О периоде жизни до образования Николаевского рабочего союза Троцкий успел написать обширные, хотя и не связанные друг с другом черновики. Для части о Николаевском союзе, пребывании в тюрьме, первой ссылке — занимался подборкой материалов. Очень сожалел, что он не может получить одесские и николаевские газеты за 1888–1898 гг. Придумал несколько вариантов названия воспоминаний: «Полвека», «Приливы и отливы», «На службе революции», «Жизнь в борьбе», «Жить — значит бороться». (В конце концов воспоминания были названы «Моя жизнь».) Сравнение намеченного с конечным результатом — изданным в Берлине в конце 1929 г. двухтомником — показывает, что первоначальные планы были реализованы только отчасти. Столь широкой панорамы раннего периода своей деятельности, как это задумывалось в Алма-Ате, Троцкий не дал. По всей видимости, текущие политические события поглощали основное его внимание и на воспоминания отводился только остаток времени.
Троцкий привык работать с секретарями и помощниками. Так было не только тогда, когда он занимал высокие правительственные посты, но и ранее, возглавляя свои группы и периодические органы. Теперь приходилось привыкать к работе в одиночку — ни Сермукс, ни Познанский в Алма-Ату допущены не были (оба были отправлены в ссылку в другие места). Троцкому разрешили пользоваться пишущей машинкой, привезенной с собой, а единственным помощником оказался сын Лев, который трудился с утра до ночи, выполняя все более нагромождавшиеся технические и лишь частично политические поручения отца. Пока еще Троцкий терпеливо относился к тому, что он считал недоработками или ошибками сына, но постепенно у него накоплялось лишь слегка подавляемое раздражение. Посильную помощь в делах оказывала и Наталья Ивановна, но в основном она занималась нелегкими бытовыми проблемами, от которых всеми силами ограждала мужа.
Власти проводили четкую границу между исключенными из партии и сосланными лидерами оппозиции и рядовыми ее членами. К первым пока относились с определенным пиететом — их брали на государственное содержание, весьма, впрочем, скудное, не препятствовали их рассылаемым по почте политическим заявлениям, переписке, телеграммам, давали возможность обращаться в международные коммунистические инстанции, в частности к VI конгрессу Коминтерна.

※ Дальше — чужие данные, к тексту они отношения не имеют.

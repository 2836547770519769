//! Tagged runtime values.

use std::collections::BTreeMap;
use std::fmt;

use glam::DVec3;

use crate::{BasicType, DataError, DataResult, Type};

/// Field name to field value. Ordered by key so equality ignores insertion order.
pub type Record = BTreeMap<String, Value>;

/// A runtime value.
///
/// `Number` and `Integer` are distinct kinds: nothing converts between them implicitly.
#[derive(Debug, Clone, PartialEq)]
pub enum Value {
    Number(f64),
    Integer(i64),
    String(String),
    Boolean(bool),
    Vec3(DVec3),
    Record(Record),
    /// An optional carries its inner type so that an empty optional still has a type.
    Optional {
        inner: Type,
        value: Option<Box<Value>>,
    },
}

impl Value {
    /// An optional holding `value`.
    #[must_use]
    pub fn some(value: Self) -> Self {
        Self::Optional {
            inner: value.type_of(),
            value: Some(Box::new(value)),
        }
    }

    /// An empty optional of the given inner type.
    #[must_use]
    pub const fn none(inner: Type) -> Self {
        Self::Optional { inner, value: None }
    }

    /// Compute the structural type of this value.
    #[must_use]
    pub fn type_of(&self) -> Type {
        match self {
            Self::Record(record) => Type::Record(
                record
                    .iter()
                    .map(|(name, value)| (name.clone(), value.type_of()))
                    .collect(),
            ),
            Self::Optional { inner, .. } => Type::optional(inner.clone()),
            Self::Number(_) => Type::Basic(BasicType::Number),
            Self::Integer(_) => Type::Basic(BasicType::Integer),
            Self::String(_) => Type::Basic(BasicType::String),
            Self::Boolean(_) => Type::Basic(BasicType::Boolean),
            Self::Vec3(_) => Type::Basic(BasicType::Vec3),
        }
    }

    /// The scalar tag of this value, or `None` for records and optionals.
    #[must_use]
    pub const fn basic_type(&self) -> Option<BasicType> {
        match self {
            Self::Number(_) => Some(BasicType::Number),
            Self::Integer(_) => Some(BasicType::Integer),
            Self::String(_) => Some(BasicType::String),
            Self::Boolean(_) => Some(BasicType::Boolean),
            Self::Vec3(_) => Some(BasicType::Vec3),
            Self::Record(_) | Self::Optional { .. } => None,
        }
    }

    /// The default value of a schema: zeroes, empty text, `false`, empty optionals.
    #[must_use]
    pub fn default_for(ty: &Type) -> Self {
        match ty {
            Type::Basic(BasicType::Number) => Self::Number(0.0),
            Type::Basic(BasicType::Integer) => Self::Integer(0),
            Type::Basic(BasicType::String) => Self::String(String::new()),
            Type::Basic(BasicType::Boolean) => Self::Boolean(false),
            Type::Basic(BasicType::Vec3) => Self::Vec3(DVec3::ZERO),
            Type::Record(fields) => Self::Record(
                fields
                    .iter()
                    .map(|(name, ty)| (name.clone(), Self::default_for(ty)))
                    .collect(),
            ),
            Type::Optional(inner) => Self::none((**inner).clone()),
        }
    }

    /// Check that this value has exactly the type `expected`.
    pub fn check(&self, expected: &Type) -> DataResult<()> {
        let found = self.type_of();
        if &found == expected {
            Ok(())
        } else {
            Err(DataError::TypeMismatch {
                expected: expected.clone(),
                found,
            })
        }
    }

    #[must_use]
    pub const fn as_number(&self) -> Option<f64> {
        match self {
            Self::Number(n) => Some(*n),
            _ => None,
        }
    }

    #[must_use]
    pub const fn as_integer(&self) -> Option<i64> {
        match self {
            Self::Integer(i) => Some(*i),
            _ => None,
        }
    }

    #[must_use]
    pub const fn as_boolean(&self) -> Option<bool> {
        match self {
            Self::Boolean(b) => Some(*b),
            _ => None,
        }
    }

    #[must_use]
    pub fn as_str(&self) -> Option<&str> {
        match self {
            Self::String(s) => Some(s),
            _ => None,
        }
    }

    #[must_use]
    pub const fn as_vec3(&self) -> Option<DVec3> {
        match self {
            Self::Vec3(v) => Some(*v),
            _ => None,
        }
    }

    #[must_use]
    pub const fn as_record(&self) -> Option<&Record> {
        match self {
            Self::Record(record) => Some(record),
            _ => None,
        }
    }

    /// Field of a record value.
    #[must_use]
    pub fn field(&self, name: &str) -> Option<&Self> {
        self.as_record()?.get(name)
    }
}

impl From<f64> for Value {
    fn from(n: f64) -> Self {
        Self::Number(n)
    }
}

impl From<i64> for Value {
    fn from(i: i64) -> Self {
        Self::Integer(i)
    }
}

impl From<bool> for Value {
    fn from(b: bool) -> Self {
        Self::Boolean(b)
    }
}

impl From<&str> for Value {
    fn from(s: &str) -> Self {
        Self::String(s.to_string())
    }
}

impl From<String> for Value {
    fn from(s: String) -> Self {
        Self::String(s)
    }
}

impl From<DVec3> for Value {
    fn from(v: DVec3) -> Self {
        Self::Vec3(v)
    }
}

impl From<Record> for Value {
    fn from(record: Record) -> Self {
        Self::Record(record)
    }
}

impl fmt::Display for Value {
    fn fmt(&self, f: &mut fmt::Formatter<'_>) -> fmt::Result {
        match self {
            Self::Number(n) => write!(f, "{n}"),
            Self::Integer(i) => write!(f, "{i}"),
            Self::String(s) => f.write_str(s),
            Self::Boolean(b) => write!(f, "{b}"),
            Self::Vec3(v) => write!(f, "({}, {}, {})", v.x, v.y, v.z),
            Self::Record(record) => {
                write!(f, "{{")?;
                for (i, (name, value)) in record.iter().enumerate() {
                    if i > 0 {
                        write!(f, ", ")?;
                    }
                    write!(f, "{name}: {value}")?;
                }
                write!(f, "}}")
            }
            Self::Optional { value: Some(v), .. } => write!(f, "{v}"),
            Self::Optional { value: None, .. } => write!(f, "none"),
        }
    }
}

#[cfg(test)]
mod tests {
    use super::*;

    fn stats(xp: f64) -> Value {
        let mut record = Record::new();
        record.insert("xp".into(), Value::Number(xp));
        record.insert("name".into(), Value::from("hero"));
        Value::Record(record)
    }

    #[test]
    fn test_type_of_record() {
        let ty = stats(1.0).type_of();
        assert_eq!(
            ty,
            Type::record([
                ("name", Type::Basic(BasicType::String)),
                ("xp", Type::Basic(BasicType::Number)),
            ])
        );
    }

    #[test]
    fn test_structural_equality() {
        assert_eq!(stats(3.0), stats(3.0));
        assert_ne!(stats(3.0), stats(4.0));
        assert_ne!(Value::Number(1.0), Value::Integer(1));
    }

    #[test]
    fn test_empty_optional_keeps_type() {
        let none = Value::none(Type::Basic(BasicType::String));
        assert_eq!(
            none.type_of(),
            Type::optional(Type::Basic(BasicType::String))
        );
        assert_eq!(Value::some(Value::from("a")).type_of(), none.type_of());
    }

    #[test]
    fn test_default_matches_type() {
        let ty = Type::record([
            ("pos", Type::Basic(BasicType::Vec3)),
            ("tag", Type::optional(Type::Basic(BasicType::String))),
            ("count", Type::Basic(BasicType::Integer)),
        ]);
        let value = Value::default_for(&ty);
        assert!(value.check(&ty).is_ok());
        assert_eq!(value.field("count"), Some(&Value::Integer(0)));
    }

    #[test]
    fn test_check_reports_mismatch() {
        let err = Value::Boolean(true)
            .check(&Type::Basic(BasicType::Number))
            .unwrap_err();
        assert_eq!(
            err.to_string(),
            "type mismatch: expected Number, found Boolean"
        );
    }

    #[test]
    fn test_display() {
        assert_eq!(Value::Number(42.0).to_string(), "42");
        assert_eq!(Value::Vec3(DVec3::new(1.0, 2.5, 3.0)).to_string(), "(1, 2.5, 3)");
        assert_eq!(stats(2.0).to_string(), "{name: hero, xp: 2}");
    }
}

Показательным был строго секретный циркуляр от 12 мая 1928 г., подписанный заместителями начальников секретно-оперативного управления и секретного отдела ОГПУ Дерибасом и Аграновым и утвержденный заместителем председателя ОГПУ Ягодой[778]
. В этом документе выражалось недовольство нарушениями директив о «работе» с ссыльными оппозиционерами — переброской их в отдаленные углы губерний, отказами в помощи в подыскании жилья, несвоевременными выплатами полагавшегося ежемесячного пособия в 30 рублей и т. п., что вызывало «жалобы и нарекания оппозиционеров по всем инстанциям». «Указанные выше ненормальности, а также ряд других мелких упущений… — указывалось в циркуляре, — не только не способствуют идейному и организационному разложению оппозиции, не только не ускоряют отхода колеблющихся элементов, но создают ненужную озлобленность последних, дают излишние поводы для провокационных и вздорных жалоб в директивные инстанции и выступлений в подпольных листках о существующем якобы стремлении к «физическому уничтожению оппозиции».Начальство требовало не допускать никаких перебросок и других «оперативных действий» без санкции секретно-оперативного отдела ОГПУ, регулярной выплаты пособия с добавкой 5 рублей в месяц на каждого ребенка, помощи в подыскании жилья, трудоустройства и заработка. Ссыльным разрешалось поступать на службу в советские учреждения. После ругани с Троцким из-за охоты было сформулировано общее разрешение охотиться в радиусе 25–30 верст от места проживания. После многочисленных заболеваний Троцкого ссыльным разрешили не регистрироваться еженедельно в случае задокументированной врачами болезни. В то же время от местных начальников требовали тщательно перлюстрировать корреспонденцию, все письма в копиях направлять в ОГПУ, а наиболее важные документы фотографировать. За ссыльными следовало устанавливать конспиративное наблюдение. С ними необходимо было проводить беседы, «соблюдая осторожность и такт», особенно внимательно относясь к тем, кто склонен был к отходу от оппозиции. К беседам не следовало допускать сотрудников «политически слабо развитых или мало подготовленных».